Project Curacao Is Up! Raspberry Pi/Arduino Project
As of June 6, 2015, Project Curacao has been reinstalled and is collecting data once again. You can check out the latest data from Project Curacao here. Thank you MiloCreek.com for hosting this page.
Here is the RasPiConnect control panel showing the PiCamera taking a picture of the Caribbean this morning. The camera is a bit skewed, but we aren’t going to take the box down and open it to fix the skew. We will work on it using software to straighten it.
What is Project Curacao?
Project Curacao is a solar powered sensor filled project designed to hang on a radio tower on the island nation of Curacao. Curacao is a desert island 12 degrees north of the equator in the Caribbean. It is a harsh environment with strong tropical sun, salt spray from the ocean and unremitting heat. But it is a beautiful place to visit and a real challenge to build and install a Raspberry Pi based environmental monitoring system.
Want to build your own Solar Power System? Check out the SunAir Solar Controller or SunAirPlus.

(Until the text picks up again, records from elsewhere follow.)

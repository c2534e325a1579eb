//! Keyword-based tag generation.

use content_model::{Category, ContentTag, TagSource};

/// Bonus applied when the keyword also appears in the title
const TITLE_BONUS: f32 = 0.3;

/// Generate `Auto` tags for a category from the literal keywords present in
/// the text.
///
/// Weight and confidence are both min(1, relative-frequency x 10 + title
/// bonus): a keyword making up 10% of the words is already a certain tag.
/// Output is sorted by descending weight and capped at `max_tags`.
pub fn generate_tags(
    title: &str,
    body: &str,
    category: &Category,
    max_tags: usize,
) -> Vec<ContentTag> {
    let title_lower = title.to_lowercase();
    let text = format!("{title_lower} {}", body.to_lowercase());
    let word_count = text.split_whitespace().count().max(1);

    let mut tags: Vec<ContentTag> = category
        .keywords
        .iter()
        .filter_map(|keyword| {
            let keyword_lower = keyword.to_lowercase();
            let occurrences = text.matches(&keyword_lower).count();
            if occurrences == 0 {
                return None;
            }

            let frequency = occurrences as f32 / word_count as f32;
            let title_bonus = if title_lower.contains(&keyword_lower) {
                TITLE_BONUS
            } else {
                0.0
            };
            let strength = (frequency * 10.0 + title_bonus).min(1.0);

            Some(
                ContentTag::new(keyword_lower, &category.id, TagSource::Auto)
                    .with_strength(strength, strength),
            )
        })
        .collect();

    tags.sort_by(|a, b| {
        b.weight
            .partial_cmp(&a.weight)
            .unwrap_or(std::cmp::Ordering::Equal)
    });
    tags.truncate(max_tags);
    tags
}
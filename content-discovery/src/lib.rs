//! Hikma content discovery
//!
//! In-memory content index with text search, conjunctive multi-field
//! filtering, sorting, faceting and a set of recommendation heuristics
//! (personalized, similar, trending, featured, new). Composes with the
//! classifier's taxonomy for category lookups and suggestion candidates.
//!
//! The engine is an explicit instance owned by the caller's content-service
//! layer. All state (content map, user preferences, search history) is
//! volatile and single-owner; see `DiscoveryEngine` for the concurrency
//! contract.

pub mod config;
pub mod error;
pub mod index;
pub mod models;
pub mod recommend;
pub mod search;

// Re-export commonly used types
pub use config::{DiscoveryConfig, PersonalizationWeights, SimilarityWeights, TrendingWeights};
pub use error::{DiscoveryError, Result};
pub use index::DiscoveryEngine;
pub use models::{
    EngagementKind, SearchFacets, SearchFilters, SearchQuery, SearchRecord, SearchResult, SortBy,
    SortDirection, UserPreferences,
};
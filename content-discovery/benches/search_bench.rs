use criterion::{black_box, criterion_group, criterion_main, Criterion};
use uuid::Uuid;

use content_classifier::Taxonomy;
use content_discovery::{DiscoveryEngine, SearchFilters, SearchQuery, SortBy};
use content_model::{ContentItem, ContentTag, TagSource};

const CATEGORIES: &[&str] = &["quran", "hadith", "fiqh", "seerah", "finance"];

fn build_engine(size: usize) -> DiscoveryEngine {
    let mut engine = DiscoveryEngine::new(Taxonomy::builtin());
    for i in 0..size {
        let category = CATEGORIES[i % CATEGORIES.len()];
        let mut item = ContentItem::new(
            format!("Lecture {i} on {category}"),
            format!("Lecture notes number {i} covering {category} topics in detail"),
            format!("Author {}", i % 20),
            category,
        );
        item.quality_score = (i % 100) as f32;
        item.engagement.views = (i * 7 % 1000) as u32;
        item.tags = vec![ContentTag::new(
            format!("tag-{}", i % 30),
            category,
            TagSource::Auto,
        )];
        engine.add_content(item);
    }
    engine
}

fn bench_search_pipeline(c: &mut Criterion) {
    let mut group = c.benchmark_group("search");

    for size in [100, 1000, 10_000] {
        let mut engine = build_engine(size);
        let query = SearchQuery {
            text: Some("lecture notes".to_string()),
            filters: SearchFilters {
                categories: vec!["quran".to_string(), "fiqh".to_string()],
                min_quality: Some(20.0),
                ..Default::default()
            },
            sort_by: SortBy::Quality,
            ..Default::default()
        };

        group.bench_function(format!("filtered_text_{size}_items"), |b| {
            b.iter(|| black_box(engine.search(black_box(&query))));
        });

        let unfiltered = SearchQuery::default();
        group.bench_function(format!("list_all_{size}_items"), |b| {
            b.iter(|| black_box(engine.search(black_box(&unfiltered))));
        });
    }

    group.finish();
}

fn bench_recommendations(c: &mut Criterion) {
    let mut group = c.benchmark_group("recommendations");

    for size in [100, 1000, 10_000] {
        let engine = build_engine(size);
        let seed = engine.trending_content(None, 1)[0].id;

        group.bench_function(format!("trending_{size}_items"), |b| {
            b.iter(|| black_box(engine.trending_content(None, 20)));
        });
        group.bench_function(format!("similar_{size}_items"), |b| {
            b.iter(|| black_box(engine.similar_content(black_box(seed), 20)));
        });
        group.bench_function(format!("personalized_{size}_items"), |b| {
            b.iter(|| black_box(engine.personalized_recommendations(Uuid::nil(), 20)));
        });
    }

    group.finish();
}

criterion_group!(benches, bench_search_pipeline, bench_recommendations);
criterion_main!(benches);
use serde::{Deserialize, Serialize};

use crate::error::{ClassifierError, Result};

/// Categorization engine configuration.
///
/// The four scorer weights combine keyword, semantic-pattern, contextual
/// and feedback-derived evidence into one confidence per category. They are
/// expected to sum to 1.0 so the combined score stays in [0, 1].
#[derive(Debug, Clone, Serialize, Deserialize)]
pub struct ClassifierConfig {
    /// Weight of the keyword-list scorer
    pub keyword_weight: f32,
    /// Weight of the regex pattern scorer
    pub semantic_weight: f32,
    /// Weight of the author/language/tag context scorer
    pub context_weight: f32,
    /// Weight of the feedback-history adjustment
    pub learning_weight: f32,

    /// Minimum token-overlap score for a subcategory to beat the default
    pub subcategory_threshold: f32,
    /// Minimum Jaccard word overlap for a feedback record to apply
    pub similarity_threshold: f32,
    /// Score nudge applied per similar feedback record
    pub feedback_nudge: f32,
    /// Feedback records kept before the oldest are trimmed
    pub feedback_capacity: usize,

    /// Maximum number of generated tags
    pub max_tags: usize,
    /// Alternate categories reported alongside the primary
    pub suggested_count: usize,
    /// Confidence floor below which a result fails validation
    pub min_confidence: f32,
}

impl Default for ClassifierConfig {
    fn default() -> Self {
        Self {
            keyword_weight: 0.4,
            semantic_weight: 0.3,
            context_weight: 0.2,
            learning_weight: 0.1,
            subcategory_threshold: 0.3,
            similarity_threshold: 0.3,
            feedback_nudge: 0.1,
            feedback_capacity: 100,
            max_tags: 10,
            suggested_count: 3,
            min_confidence: 0.1,
        }
    }
}

impl ClassifierConfig {
    /// Validate configuration parameters
    pub fn validate(&self) -> Result<()> {
        let weights = [
            self.keyword_weight,
            self.semantic_weight,
            self.context_weight,
            self.learning_weight,
        ];
        if weights.iter().any(|w| *w < 0.0 || *w > 1.0) {
            return Err(ClassifierError::InvalidConfig(
                "scorer weights must be in [0, 1]".to_string(),
            ));
        }

        let sum: f32 = weights.iter().sum();
        if (sum - 1.0).abs() > 0.01 {
            return Err(ClassifierError::InvalidConfig(format!(
                "scorer weights must sum to 1.0, got {sum:.3}"
            )));
        }

        for (name, value) in [
            ("subcategory_threshold", self.subcategory_threshold),
            ("similarity_threshold", self.similarity_threshold),
            ("min_confidence", self.min_confidence),
        ] {
            if !(0.0..=1.0).contains(&value) {
                return Err(ClassifierError::InvalidConfig(format!(
                    "{name} must be in [0, 1], got {value}"
                )));
            }
        }

        if self.feedback_nudge <= 0.0 || self.feedback_nudge > 1.0 {
            return Err(ClassifierError::InvalidConfig(format!(
                "feedback_nudge must be in (0, 1], got {}",
                self.feedback_nudge
            )));
        }

        if self.feedback_capacity == 0 {
            return Err(ClassifierError::InvalidConfig(
                "feedback_capacity must be positive".to_string(),
            ));
        }

        if self.max_tags == 0 {
            return Err(ClassifierError::InvalidConfig(
                "max_tags must be positive".to_string(),
            ));
        }

        Ok(())
    }
}
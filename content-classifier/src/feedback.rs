//! Bounded feedback history that nudges future classifications.
//!
//! Every caller verdict is kept as a term set plus the category it judged;
//! later analyses replay the history and nudge the score of categories whose
//! recorded text is similar to the new text. State is process-local and never
//! persisted.

use std::collections::{HashMap, HashSet, VecDeque};

use chrono::{DateTime, Utc};
use tracing::debug;

use crate::models::Feedback;
use crate::scoring::jaccard;

/// One recorded classification verdict
#[derive(Debug, Clone)]
pub struct FeedbackRecord {
    pub category: String,
    pub feedback: Feedback,
    /// Normalized term set of the text that was classified
    pub terms: HashSet<String>,
    pub recorded_at: DateTime<Utc>,
}

/// Bounded log of classification verdicts plus a coarse counter map
#[derive(Debug)]
pub struct FeedbackHistory {
    records: VecDeque<FeedbackRecord>,
    counts: HashMap<String, u32>,
    capacity: usize,
}

impl FeedbackHistory {
    pub fn new(capacity: usize) -> Self {
        Self {
            records: VecDeque::with_capacity(capacity),
            counts: HashMap::new(),
            capacity,
        }
    }

    /// Append a verdict, trimming the oldest record past capacity
    pub fn record(&mut self, category: &str, feedback: Feedback, terms: HashSet<String>) {
        self.records.push_back(FeedbackRecord {
            category: category.to_string(),
            feedback,
            terms,
            recorded_at: Utc::now(),
        });
        while self.records.len() > self.capacity {
            self.records.pop_front();
        }

        let key = format!("{}-{}", category, feedback.as_str());
        *self.counts.entry(key).or_insert(0) += 1;
        debug!(category, feedback = feedback.as_str(), "Recorded classification feedback");
    }

    /// Replay the history against a new text.
    ///
    /// Each record whose term set overlaps the new terms beyond
    /// `similarity_threshold` (Jaccard) nudges its category by ±`nudge`.
    /// The summed nudge is clamped to [-1, 1] before the engine weights it.
    pub fn adjustment(
        &self,
        category: &str,
        terms: &HashSet<String>,
        similarity_threshold: f32,
        nudge: f32,
    ) -> f32 {
        let mut total = 0.0f32;
        for record in &self.records {
            if record.category != category {
                continue;
            }
            if jaccard(&record.terms, terms) <= similarity_threshold {
                continue;
            }
            total += match record.feedback {
                Feedback::Correct => nudge,
                Feedback::Incorrect => -nudge,
            };
        }
        total.clamp(-1.0, 1.0)
    }

    pub fn len(&self) -> usize {
        self.records.len()
    }

    pub fn is_empty(&self) -> bool {
        self.records.is_empty()
    }

    /// Counters keyed by `"{category}-{feedback}"`
    pub fn counts(&self) -> &HashMap<String, u32> {
        &self.counts
    }
}
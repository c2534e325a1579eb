use thiserror::Error;

#[derive(Debug, Error)]
pub enum ClassifierError {
    #[error("IO error: {0}")]
    Io(#[from] std::io::Error),

    #[error("Invalid taxonomy: {0}")]
    InvalidTaxonomy(String),

    #[error("Invalid configuration: {0}")]
    InvalidConfig(String),

    #[error("Malformed taxonomy document: {0}")]
    Serde(#[from] serde_json::Error),
}

pub type Result<T> = std::result::Result<T, ClassifierError>;
use serde::{Deserialize, Serialize};
use uuid::Uuid;

/// How a tag was attached to a content item
#[derive(Debug, Clone, Copy, PartialEq, Eq, Serialize, Deserialize)]
#[serde(rename_all = "snake_case")]
pub enum TagSource {
    /// Chosen by a human (author or moderator)
    Manual,
    /// Produced by an AI/LLM pipeline
    Ai,
    /// Produced by the keyword-based tag generator
    Auto,
}

impl TagSource {
    pub fn as_str(&self) -> &'static str {
        match self {
            TagSource::Manual => "manual",
            TagSource::Ai => "ai",
            TagSource::Auto => "auto",
        }
    }
}

/// A weighted label attached to a content item.
///
/// `weight` expresses how strongly the tag applies, `confidence` how certain
/// the tagging source was. Both live in [0, 1]; the content item's quality
/// score is the only 0-100 scale in the model.
#[derive(Debug, Clone, Serialize, Deserialize)]
pub struct ContentTag {
    pub id: Uuid,
    pub name: String,
    /// Owning category id
    pub category: String,
    /// Strength of the association (0.0 - 1.0)
    pub weight: f32,
    /// Certainty of the source (0.0 - 1.0)
    pub confidence: f32,
    pub source: TagSource,
}

impl ContentTag {
    pub fn new(name: impl Into<String>, category: impl Into<String>, source: TagSource) -> Self {
        Self {
            id: Uuid::new_v4(),
            name: name.into(),
            category: category.into(),
            weight: 1.0,
            confidence: 1.0,
            source,
        }
    }

    /// Builder: set weight and confidence together, clamped to [0, 1]
    pub fn with_strength(mut self, weight: f32, confidence: f32) -> Self {
        self.weight = weight.clamp(0.0, 1.0);
        self.confidence = confidence.clamp(0.0, 1.0);
        self
    }
}

#[cfg(test)]
mod tests {
    use super::*;

    #[test]
    fn test_strength_is_clamped() {
        let tag = ContentTag::new("tajwid", "quran", TagSource::Auto).with_strength(1.7, -0.2);
        assert_eq!(tag.weight, 1.0);
        assert_eq!(tag.confidence, 0.0);
    }

    #[test]
    fn test_source_as_str() {
        assert_eq!(TagSource::Manual.as_str(), "manual");
        assert_eq!(TagSource::Ai.as_str(), "ai");
        assert_eq!(TagSource::Auto.as_str(), "auto");
    }
}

Project Curacao consists of four subsystems. A Raspberry Pi Model A is the brains and the overall controller. ThePower Subsystem consists of LiPo batteries and charge management. The Environment Sensor Subsystem has in-box temperature, outside temperature, luminosity, barometric pressure and humidity sensors. The Raspberry Pi Camera Subsystem contains a Raspberry Pi Camera and a servo motor controlling the cap (made from a Kitty Litter Container!) over the camera to keep salt spray off the camera lens.
Death of the Box in November 2014
Project Curacao quit back on November 23, 2014 during a ham radio contest that was barraging Project Curacao with RFI (Radio Frequency Interference). We expected from the data in late November that the front end of the Arduino processors was ruined by the RF interference during a late November 2014 Ham Radio Contest (not their fault – we should have put a choke on the long sensor lines headed to the WeatherRack weather sensors). Basically, the RFI caused the Arduino to reboot periodically during the
weekend before during another radio contest, but recovered. However during the next weekend, the Raspberry Pi SD Card was corrupted, probably by too many reboots because of the RF issues.
To prevent this from happening again, we installed two RF Chokes on the incoming lines. This will stop the vast majority of the high frequency RF from getting to the Box.
We also upgraded the solar power controller to a SunAirPlus. Data Data Data.